This Review ran in the New York Times
on Sunday, November 5, 2000.
A REVIEW BY CHRISTOPHER BENFEY:
"ACROSS AN UNTRIED SEA"
WRITTEN BY JULIA MARKUS
Illustrated 331 pp. New York:
Alfred A. Knopf: $27.95
In Thomas Hardy's over-the-top
poem about the Titanic disaster, "The Convergence of the Twain,"
we are given first the life story of the ship, then of the iceberg
and finally their crushing encounter: "Alien they seemed to be:/
No mortal eye could see/ The intimate welding of their later history."
Julia Markus has structured her deftly drawn biographical study,
"Across an Untried Sea," in much the same way. From the American
side comes formidable Charlotte Cushman, more battleship than
luxury liner. One of the towering theatrical figures of her time,
she shocked staid Edinburgh by playing Romeo opposite her own
sister, but London audiences loved the hint of sororial kinkiness.
"Why thus do they rush, man?" ran a doggerel verse of the time,
"Tis Romeo, played by Miss Cushman."
"And as the smart ship grew/ In
stature, grace, and hue,/ In shadowy silent distance grew the
Iceberg too." Markus's daring gambit in "Across an Untried Sea"

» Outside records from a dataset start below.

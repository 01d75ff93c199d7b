use serde::Serialize;

/// Body of `POST /users`.
#[derive(Clone, Serialize)]
pub struct CreateUser {
    pub name: String,
    pub email: String,
    pub password: String,
}

impl std::fmt::Debug for CreateUser {
    fn fmt(&self, f: &mut std::fmt::Formatter<'_>) -> std::fmt::Result {
        f.debug_struct("CreateUser")
            .field("name", &self.name)
            .field("email", &self.email)
            .finish_non_exhaustive()
    }
}
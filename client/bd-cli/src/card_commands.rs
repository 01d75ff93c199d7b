use clap::Subcommand;

#[derive(Debug, Subcommand)]
pub enum CardCommands {
    /// List the debit cards
    List,

    /// Add a card from the add-card form fields
    Add {
        #[arg(long)]
        holder: String,

        /// 16 digits, spaces and dashes allowed
        #[arg(long)]
        number: String,

        #[arg(long)]
        cvv: String,

        /// Expiry as MM/YY
        #[arg(long)]
        valid_thru: String,

        /// visa or mastercard
        #[arg(long)]
        provider: String,

        #[arg(long, default_value = "")]
        bank: String,
    },

    /// Freeze or unfreeze the card at a position
    Freeze {
        /// Zero-based position in the card list
        position: usize,
    },

    /// Remove the card at a position
    Remove {
        /// Zero-based position in the card list
        position: usize,
    },
}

is that Charlotte Cushman's counterpart in Britain (her iceberg,
so to speak) was Jane Welsh Carlyle, a surgeon's daughter from
outside Edinburgh who submerged her considerable talents in the
service of her husband, the Victorian sage Thomas Carlyle. Markus
takes her cue from Geraldine Jewsbury, a popular novelist who
knew both women and portrayed them as "half sisters" in a novel
of that title. Alien they seemed to be so alien, in fact,
that Carlyle ("the most caustic, the most concrete, the most clear-sighted
of women," as Virginia Woolf described her) shied away from meeting
Cushman. But eventually, in Cushman's triumphant words, "She came
she saw and I conquered."
Rule, Cushmania! What must she have been like on stage? A force,
a fury, a revelation. Photographs by Matthew Brady and the Boston
team of Southworth and Hawes can barely contain her imperious
face and jagged form. During the Civil War, she played Lady Macbeth,
her signature role, opposite Edwin Booth. A week later, she teamed
up with Booth's brother, John Wilkes, a madman she thought, even
then, before his most famous traversal of the stage. When Cushman
needed money for her "belongings" (as she called her entourage
of friends and female lovers and her free black servant, Sallie
Mercer), she went on tour. "Farewell tours," a specialty of hers,
paid best. During the final yeas of her life, dying of breast
cancer, Cushman toured relentlessly: first acting, then standing
still, then sitting at a desk as the pain became unbearable. At
her farewell from the stage in New York in 1874, 25,000 fans gathered
to pay her tribute.
Offstage, Cushman was no less a force. With her weapons collection
and her pleasure in the company of powerful men she knew
and admired Lincoln and schemed with his secretary of state, William
Seward she seems like an Ibsen heroine: Hedda Gabler, say.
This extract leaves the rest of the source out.